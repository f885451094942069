//! WWVB 60 kHz time-signal decoder disciplining an RV-3028-C7 real-time
//! clock.
//!
//! The crate is organized around the five-component pipeline described in
//! the design notes: pulse capture (`pulse`), bit classification
//! (`bits`), minute-boundary synchronization (`sync`), frame accumulation
//! (`frame`), and frame decoding (`decode`), all feeding a `ClockStore`
//! (`clock_store`, backed in production by `rtc::RtcClockStore`). `engine`
//! wires the pipeline into the long-lived worker threads.

pub mod bcd;
pub mod bits;
pub mod calendar;
pub mod clock_store;
pub mod config;
pub mod decode;
pub mod engine;
pub mod errors;
pub mod frame;
pub mod pulse;
pub mod rtc;
pub mod sync;

pub use clock_store::{CalendarFields, ClockCommand, ClockStore, MailboxClockStore};
pub use config::Config;
pub use decode::{DecodedTime, DstState, DutSign};
pub use errors::WwvbError;
pub use frame::RawFrame;
pub use pulse::{EdgeSource, MonotonicMillis, PulseMailbox, PulseSample};
pub use rtc::{RtcClockStore, RV3028};
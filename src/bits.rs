//! C2 — Bit Classifier.
//!
//! Consumes pulse samples from C1 and turns each into a `BitSymbol` plus a
//! `phase_valid` flag, while maintaining the SNR ring used for the coarse
//! 0-3 signal-quality bar.

use std::collections::VecDeque;

use crate::config::Config;
use crate::pulse::{MonotonicMillis, PulseMailbox};

/// The decoded value of one received pulse.
#[derive(Clone, Copy, Debug, PartialEq, Eq)]
pub enum BitSymbol {
    Zero,
    One,
    Marker,
    Invalid,
}

/// One classified bit as handed to C3/C4.
///
/// `edge_time` is `None` for `Invalid` symbols, replacing the legacy
/// legacy sentinel-integer approach some WWVB decoders use; an explicit
/// optional makes "no edge" a type-level fact instead of a magic value.
#[derive(Clone, Copy, Debug, PartialEq, Eq)]
pub struct ClassifiedBit {
    pub symbol: BitSymbol,
    pub edge_time: Option<MonotonicMillis>,
    pub phase_valid: bool,
}

/// Classify a pulse width against the configured bands.
fn classify_width(width_ms: u32, cfg: &Config) -> BitSymbol {
    if cfg.zero_band.contains(width_ms) {
        BitSymbol::Zero
    } else if cfg.one_band.contains(width_ms) {
        BitSymbol::One
    } else if cfg.marker_band.contains(width_ms) {
        BitSymbol::Marker
    } else {
        BitSymbol::Invalid
    }
}

/// Ring buffer of the last `N` inter-edge intervals, reduced to a coarse
/// 0-3 signal-quality bar.
pub struct SnrWindow {
    intervals: VecDeque<i64>,
    capacity: usize,
}

impl SnrWindow {
    pub fn new(capacity: usize) -> Self {
        Self {
            intervals: VecDeque::with_capacity(capacity.max(1)),
            capacity: capacity.max(1),
        }
    }

    pub fn push(&mut self, interval_ms: i64) {
        if self.intervals.len() == self.capacity {
            self.intervals.pop_front();
        }
        self.intervals.push_back(interval_ms);
    }

    fn mean(&self) -> i64 {
        if self.intervals.is_empty() {
            return 1000;
        }
        let sum: i64 = self.intervals.iter().sum();
        sum / self.intervals.len() as i64
    }

    /// Coarse 0-3 quality bar: 0 is worst, 3 is best. Buckets the absolute
    /// deviation of the mean inter-edge interval from 1000 ms.
    pub fn quality(&self) -> u8 {
        let deviation = (1000 - self.mean()).unsigned_abs();
        match deviation {
            0..=100 => 3,
            101..=400 => 2,
            401..=700 => 1,
            _ => 0,
        }
    }

    pub fn len(&self) -> usize {
        self.intervals.len()
    }

    pub fn is_empty(&self) -> bool {
        self.intervals.is_empty()
    }
}

/// Drives C2: polls the pulse mailbox, filters noise, classifies widths,
/// and tracks inter-edge timing for the SNR window.
pub struct BitClassifier<'a> {
    mailbox: &'a PulseMailbox,
    cfg: Config,
    cursor: MonotonicMillis,
    previous_edge: Option<MonotonicMillis>,
    snr: SnrWindow,
}

impl<'a> BitClassifier<'a> {
    pub fn new(mailbox: &'a PulseMailbox, cfg: Config) -> Self {
        let snr = SnrWindow::new(cfg.snr_window_len);
        Self {
            mailbox,
            cfg,
            cursor: 0,
            previous_edge: None,
            snr,
        }
    }

    pub fn snr_quality(&self) -> u8 {
        self.snr.quality()
    }

    /// Block (cooperatively polling at ~1 ms) until the next pulse arrives,
    /// then classify it. Pulses narrower than `noise_floor_ms` are
    /// filtered here and never returned to the caller; the loop instead
    /// moves on to the next pulse.
    pub fn next_bit(&mut self) -> ClassifiedBit {
        loop {
            let sample = self.mailbox.wait_for_next(self.cursor);
            self.cursor = sample.edge_time;

            if sample.width_ms < self.cfg.noise_floor_ms {
                log::debug!(
                    "noise pulse rejected: width_ms={} at edge={}",
                    sample.width_ms,
                    sample.edge_time
                );
                continue;
            }

            let symbol = classify_width(sample.width_ms, &self.cfg);

            let interval = self
                .previous_edge
                .map(|prev| sample.edge_time as i64 - prev as i64);
            if let Some(interval_ms) = interval {
                self.snr.push(interval_ms);
            }
            self.previous_edge = Some(sample.edge_time);

            if symbol == BitSymbol::Invalid {
                log::debug!(
                    "invalid pulse width {} at edge={}",
                    sample.width_ms,
                    sample.edge_time
                );
                return ClassifiedBit {
                    symbol,
                    edge_time: None,
                    phase_valid: false,
                };
            }

            let phase_valid = interval
                .map(|delta| (delta - 1000).abs() <= self.cfg.edge_tolerance_ms)
                .unwrap_or(false);

            return ClassifiedBit {
                symbol,
                edge_time: Some(sample.edge_time),
                phase_valid,
            };
        }
    }
}
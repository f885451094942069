//! Wires C1..C5 and the Clock Store into the long-lived workers: W1
//! (pulse capture) runs on its own thread; W2 (the signal pipeline) runs
//! inline in `run`; the one-shot resync scratch worker is spawned fresh
//! each minute.
//!
//! The autonomous RTC reader/writer is collapsed into synchronous
//! register writes inside `RtcClockStore::set_command` rather than a
//! fourth thread — see DESIGN.md for that design decision. The ordering
//! guarantees this relies on (resync independent of bit collection,
//! `WRITE_DATE_TIME` only after `READ`) hold regardless of whether that
//! responder is its own thread or folded into the caller.

use std::sync::atomic::{AtomicBool, Ordering};
use std::sync::Arc;

use crate::bits::BitClassifier;
use crate::clock_store::ClockStore;
use crate::config::Config;
use crate::decode::decode_frame;
use crate::errors::WwvbError;
use crate::frame::collect_frame;
use crate::pulse::{run_capture_loop, EdgeSource, PulseMailbox};
use crate::sync::{find_minute_boundary, resync_delay, spawn_resync, PriorFrameState};

/// Century used to expand the RTC's 2-digit year field into a full
/// 4-digit commit value; the RV-3028-C7 itself only supports 2000-2099.
pub const CENTURY_BASE: i32 = 2000;

/// Runs the engine forever against `edge_source` and `clock`.
///
/// `clock_valid` is set to `true` the moment the first frame is
/// successfully committed and is never cleared again; it's handed in
/// separately from the `ClockStore` trait so callers (e.g. an LCD
/// renderer) can watch it without needing a `ClockStore` reference of
/// their own.
///
/// Returns only on a fatal error: `WorkerSpawnFailed` if the
/// pulse-capture or a resync scratch worker can't be spawned.
pub fn run<S, C>(
    edge_source: S,
    clock: Arc<C>,
    cfg: Config,
    clock_valid: Arc<AtomicBool>,
) -> Result<(), WwvbError<C::Error>>
where
    S: EdgeSource + Send + 'static,
    C: ClockStore + Send + Sync + 'static,
{
    let mailbox = Arc::new(PulseMailbox::new());
    let capture_mailbox = mailbox.clone();

    std::thread::Builder::new()
        .name("wwvb-pulse-capture".into())
        .spawn(move || run_capture_loop(edge_source, &capture_mailbox))
        .map_err(|_| WwvbError::WorkerSpawnFailed)?;

    let mut classifier = BitClassifier::new(&mailbox, cfg);
    let mut prior = PriorFrameState::default();

    loop {
        let top_of_minute = find_minute_boundary(&mut classifier, &prior);
        log::info!(
            "top of minute at edge={} (leap_second_consumed={})",
            top_of_minute.edge_time,
            top_of_minute.leap_second_consumed
        );

        let Some(raw_frame) = collect_frame(&mut classifier, top_of_minute.edge_time, &cfg) else {
            log::warn!("frame accumulation failed; resuming search");
            continue;
        };

        let decoded = match decode_frame(&raw_frame) {
            Ok(decoded) => decoded,
            Err(reason) => {
                log::warn!("frame decode rejected: {reason}");
                continue;
            }
        };

        // Resync the second counter independently of, and in parallel
        // with, the next round of bit collection.
        let (delay, carry) = resync_delay(&cfg, decoded.dut_sign, decoded.dut_tenths);
        spawn_resync(clock.clone(), delay, 1 + carry).map_err(|_| WwvbError::WorkerSpawnFailed)?;

        match crate::decode::commit(clock.as_ref(), &decoded, CENTURY_BASE) {
            Ok(()) => {
                clock_valid.store(true, Ordering::Release);
                let (month, day) =
                    crate::decode::day_of_year_to_month_day(decoded.day_of_year, decoded.leap_year)
                        .unwrap_or((0, 0));
                log::info!(
                    "committed {:04}-{:02}-{:02} {:02}:{:02} decoded from WWVB frame",
                    CENTURY_BASE + decoded.year as i32,
                    month,
                    day,
                    decoded.hour,
                    decoded.minute
                );
            }
            Err(err) => {
                log::error!("clock store commit failed: {err:?}");
            }
        }

        prior = PriorFrameState {
            leap_second_pending: decoded.leap_second_pending,
            last_day_of_month: is_last_day_of_month(&decoded),
            hour: decoded.hour,
            minute: decoded.minute,
        };
    }
}

fn is_last_day_of_month(decoded: &crate::decode::DecodedTime) -> bool {
    let Some((month, day)) = crate::decode::day_of_year_to_month_day(decoded.day_of_year, decoded.leap_year)
    else {
        return false;
    };
    day == crate::calendar::days_in_month(month, decoded.leap_year) as u8
}

#[cfg(test)]
mod tests {
    use super::*;

    #[test]
    fn last_day_of_month_detection() {
        use crate::decode::{DecodedTime, DstState, DutSign};
        let decoded = DecodedTime {
            minute: 59,
            hour: 23,
            day_of_year: 365, // Dec 31 in a non-leap year
            year: 23,
            dut_sign: DutSign::Positive,
            dut_tenths: 0,
            leap_year: false,
            leap_second_pending: true,
            dst_state: DstState::Standard,
        };
        assert!(is_last_day_of_month(&decoded));
    }
}
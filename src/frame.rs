//! C4 — Frame Accumulator.
//!
//! Gathers the 58 interior bits (seconds 1..58) of a WWVB minute, checking
//! marker positions and bit-arrival phase as it goes, and bails out on the
//! first defect.

use crate::bits::{BitClassifier, BitSymbol};
use crate::config::Config;
use crate::pulse::MonotonicMillis;

/// A successfully accumulated 58-interior-bit frame.
///
/// `bits[sec]` holds the symbol received at second `sec` (1..=58); index 0
/// is unused (positions 0 and 59 are the minute markers handled by the
/// frame synchronizer, not part of the interior frame). `value` is a
/// 58-bit shift register built alongside `bits`, kept as a diagnostic raw
/// value even though `bits` is what the decoder actually reads from.
#[derive(Clone, Copy, Debug)]
pub struct RawFrame {
    bits: [BitSymbol; 59],
    value: u64,
}

impl RawFrame {
    /// Symbol received at second `sec` (1..=58).
    pub fn bit_at(&self, sec: usize) -> BitSymbol {
        self.bits[sec]
    }

    /// The raw shift register value, for diagnostics.
    pub fn raw_value(&self) -> u64 {
        self.value
    }
}

/// Signed offset, in milliseconds, of `edge_time` from its nominal
/// position `sec` seconds after `minute_start` — re-expressed as the
/// (possibly negative) distance to the nearer second boundary.
fn phase_offset_ms(edge_time: MonotonicMillis, minute_start: MonotonicMillis, sec: u64) -> i64 {
    let nominal = minute_start as i64 + (sec as i64) * 1000;
    let raw = edge_time as i64 - nominal;
    let modded = raw.rem_euclid(1000);
    if modded > 500 {
        modded - 1000
    } else {
        modded
    }
}

/// Collects one minute's interior frame, starting from `minute_start`
/// (the top-of-minute edge time the frame synchronizer handed off).
/// Returns `None` as soon as any second fails validation.
pub fn collect_frame(
    classifier: &mut BitClassifier,
    minute_start: MonotonicMillis,
    cfg: &Config,
) -> Option<RawFrame> {
    let mut bits = [BitSymbol::Invalid; 59];
    let mut value: u64 = 0;

    for sec in 1u64..=58 {
        let bit = classifier.next_bit();

        if !bit.phase_valid {
            log::debug!("frame rejected at sec={sec}: phase_invalid");
            return None;
        }

        let is_marker_position = sec % 10 == 9;
        if is_marker_position {
            if bit.symbol != BitSymbol::Marker {
                log::debug!("frame rejected at sec={sec}: expected MARKER, got {:?}", bit.symbol);
                return None;
            }
        } else {
            match bit.symbol {
                BitSymbol::Zero | BitSymbol::One => {
                    let edge_time = bit.edge_time.expect("valid symbol carries edge_time");
                    let offset = phase_offset_ms(edge_time, minute_start, sec);
                    if offset.unsigned_abs() > cfg.phase_tolerance_ms as u64 {
                        log::debug!(
                            "frame rejected at sec={sec}: phase_offset={offset}ms exceeds tolerance"
                        );
                        return None;
                    }
                }
                _ => {
                    log::debug!("frame rejected at sec={sec}: expected ZERO/ONE, got {:?}", bit.symbol);
                    return None;
                }
            }
        }

        bits[sec as usize] = bit.symbol;
        value <<= 1;
        if bit.symbol == BitSymbol::One {
            value |= 1;
        }
    }

    Some(RawFrame { bits, value })
}
//! Worker handles and exit reporting.

use std::fmt;

use tokio::sync::watch;

use crate::types::WorkerId;

/// How a worker's run ended.
#[derive(Debug, Clone, PartialEq, Eq)]
pub enum ExitStatus {
    /// The worker stopped on its own terms (queue drained, shutdown request).
    Normal,
    /// Anything else: an error, a panic, or an abort. Triggers crash recovery.
    Crashed(String),
}

impl ExitStatus {
    pub fn is_normal(&self) -> bool {
        matches!(self, ExitStatus::Normal)
    }

    /// The failure reason as free text.
    pub fn reason(&self) -> &str {
        match self {
            ExitStatus::Normal => "normal exit",
            ExitStatus::Crashed(reason) => reason,
        }
    }
}

impl fmt::Display for ExitStatus {
    fn fmt(&self, f: &mut fmt::Formatter<'_>) -> fmt::Result {
        match self {
            ExitStatus::Normal => write!(f, "normal exit"),
            ExitStatus::Crashed(reason) => write!(f, "crashed: {}", reason),
        }
    }
}

/// Opaque reference to a running batcher worker.
///
/// Cloneable and cheap; all clones refer to the same worker. Equality is by
/// [`WorkerId`], which is unique per spawn. Handles are only meaningful within
/// the lifetime of the process that spawned the worker; they are never
/// persisted.
#[derive(Debug, Clone)]
pub struct WorkerHandle {
    id: WorkerId,
    exit: watch::Receiver<Option<ExitStatus>>,
}

impl WorkerHandle {
    /// Creates a handle and the worker-side reporting half.
    ///
    /// Whoever runs the worker keeps the [`ExitSignal`] and reports through it
    /// when the worker ends. Dropping the signal without reporting counts as a
    /// crash: a worker that vanishes silently must still trigger recovery.
    pub fn new(id: WorkerId) -> (WorkerHandle, ExitSignal) {
        let (tx, rx) = watch::channel(None);
        (WorkerHandle { id, exit: rx }, ExitSignal { tx })
    }

    pub fn id(&self) -> WorkerId {
        self.id
    }

    /// Waits until the worker has terminated and returns how it ended.
    pub async fn terminated(&self) -> ExitStatus {
        let mut rx = self.exit.clone();
        loop {
            let reported = rx.borrow_and_update().clone();
            if let Some(status) = reported {
                return status;
            }
            if rx.changed().await.is_err() {
                // Reporting half dropped without a status.
                return ExitStatus::Crashed("worker exited without reporting a status".to_string());
            }
        }
    }
}

impl PartialEq for WorkerHandle {
    fn eq(&self, other: &Self) -> bool {
        self.id == other.id
    }
}

impl Eq for WorkerHandle {}

impl fmt::Display for WorkerHandle {
    fn fmt(&self, f: &mut fmt::Formatter<'_>) -> fmt::Result {
        write!(f, "{}", self.id)
    }
}

/// Worker-side half of the exit channel.
///
/// Held by whatever runs the worker (see
/// [`TaskSupervisor`](super::TaskSupervisor)); consumed by reporting the final
/// status exactly once.
#[derive(Debug)]
pub struct ExitSignal {
    tx: watch::Sender<Option<ExitStatus>>,
}

impl ExitSignal {
    /// Reports the worker's final status to every handle clone.
    pub fn report(self, status: ExitStatus) {
        // Receivers may all be gone (nobody monitored this worker); fine.
        let _ = self.tx.send(Some(status));
    }
}

#[cfg(test)]
mod tests {
    use super::*;
    use std::time::Duration;

    #[tokio::test]
    async fn terminated_resolves_after_report() {
        let (handle, exit) = WorkerHandle::new(WorkerId(1));

        let waiter = tokio::spawn({
            let handle = handle.clone();
            async move { handle.terminated().await }
        });

        exit.report(ExitStatus::Normal);
        let status = tokio::time::timeout(Duration::from_secs(1), waiter)
            .await
            .unwrap()
            .unwrap();
        assert!(status.is_normal());
    }

    #[tokio::test]
    async fn report_before_wait_is_not_lost() {
        let (handle, exit) = WorkerHandle::new(WorkerId(2));
        exit.report(ExitStatus::Crashed("boom".to_string()));

        let status = handle.terminated().await;
        assert_eq!(status, ExitStatus::Crashed("boom".to_string()));
    }

    #[tokio::test]
    async fn dropped_signal_counts_as_crash() {
        let (handle, exit) = WorkerHandle::new(WorkerId(3));
        drop(exit);

        let status = handle.terminated().await;
        assert!(!status.is_normal());
        assert!(status.reason().contains("without reporting"));
    }

    #[test]
    fn equality_is_by_id() {
        let (a1, _exit_a) = WorkerHandle::new(WorkerId(7));
        let a2 = a1.clone();
        let (b, _exit_b) = WorkerHandle::new(WorkerId(8));

        assert_eq!(a1, a2);
        assert_ne!(a1, b);
    }
}
//! Batch records as seen by the registry.
//!
//! Batches are owned by the storage layer; the registry only reads them during
//! crash recovery and transitions the in-flight ones. The full batch lifecycle
//! (scheduling, CI polling, merge) lives in the batcher itself.

use serde::{Deserialize, Serialize};
use std::fmt;

use super::ids::{BatchId, PrNumber, ProjectId};

/// Lifecycle state of a batch.
#[derive(Debug, Clone, Copy, PartialEq, Eq, Hash, Serialize, Deserialize)]
#[serde(rename_all = "snake_case")]
pub enum BatchState {
    /// Queued; CI has not started. Safe to delete outright.
    Waiting,
    /// CI in flight. Must be canceled, not deleted, so its PRs are released.
    Running,
    /// All PRs in the batch merged.
    Complete,
    /// Canceled before completion (operator action or crash recovery).
    Canceled,
    /// CI or merge failed.
    Error,
}

impl fmt::Display for BatchState {
    fn fmt(&self, f: &mut fmt::Formatter<'_>) -> fmt::Result {
        let s = match self {
            BatchState::Waiting => "waiting",
            BatchState::Running => "running",
            BatchState::Complete => "complete",
            BatchState::Canceled => "canceled",
            BatchState::Error => "error",
        };
        write!(f, "{}", s)
    }
}

/// A group of pull requests tested together as one CI/merge unit.
#[derive(Debug, Clone, PartialEq, Eq, Serialize, Deserialize)]
pub struct Batch {
    /// Storage identity of the batch.
    pub id: BatchId,

    /// The project this batch belongs to.
    pub project: ProjectId,

    /// Current lifecycle state.
    pub state: BatchState,

    /// Pull requests in the batch, in queue order.
    pub prs: Vec<PrNumber>,
}

impl Batch {
    /// Creates a batch record.
    pub fn new(
        id: impl Into<BatchId>,
        project: impl Into<ProjectId>,
        state: BatchState,
        prs: impl IntoIterator<Item = u64>,
    ) -> Self {
        Batch {
            id: id.into(),
            project: project.into(),
            state,
            prs: prs.into_iter().map(PrNumber).collect(),
        }
    }
}

#[cfg(test)]
mod tests {
    use super::*;

    #[test]
    fn state_display_is_snake_case() {
        assert_eq!(BatchState::Waiting.to_string(), "waiting");
        assert_eq!(BatchState::Running.to_string(), "running");
        assert_eq!(BatchState::Canceled.to_string(), "canceled");
    }

    #[test]
    fn new_preserves_pr_order() {
        let batch = Batch::new(1, 42, BatchState::Waiting, [20, 21]);
        assert_eq!(batch.prs, vec![PrNumber(20), PrNumber(21)]);
    }
}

┄┄┄┄┄┄┄┄┄┄

» **Required work**:
Match on "enum": copy every line in the records that has it.

» **Response to the task**:
pub enum BitSymbol {
pub enum ExitStatus {
pub enum BatchState {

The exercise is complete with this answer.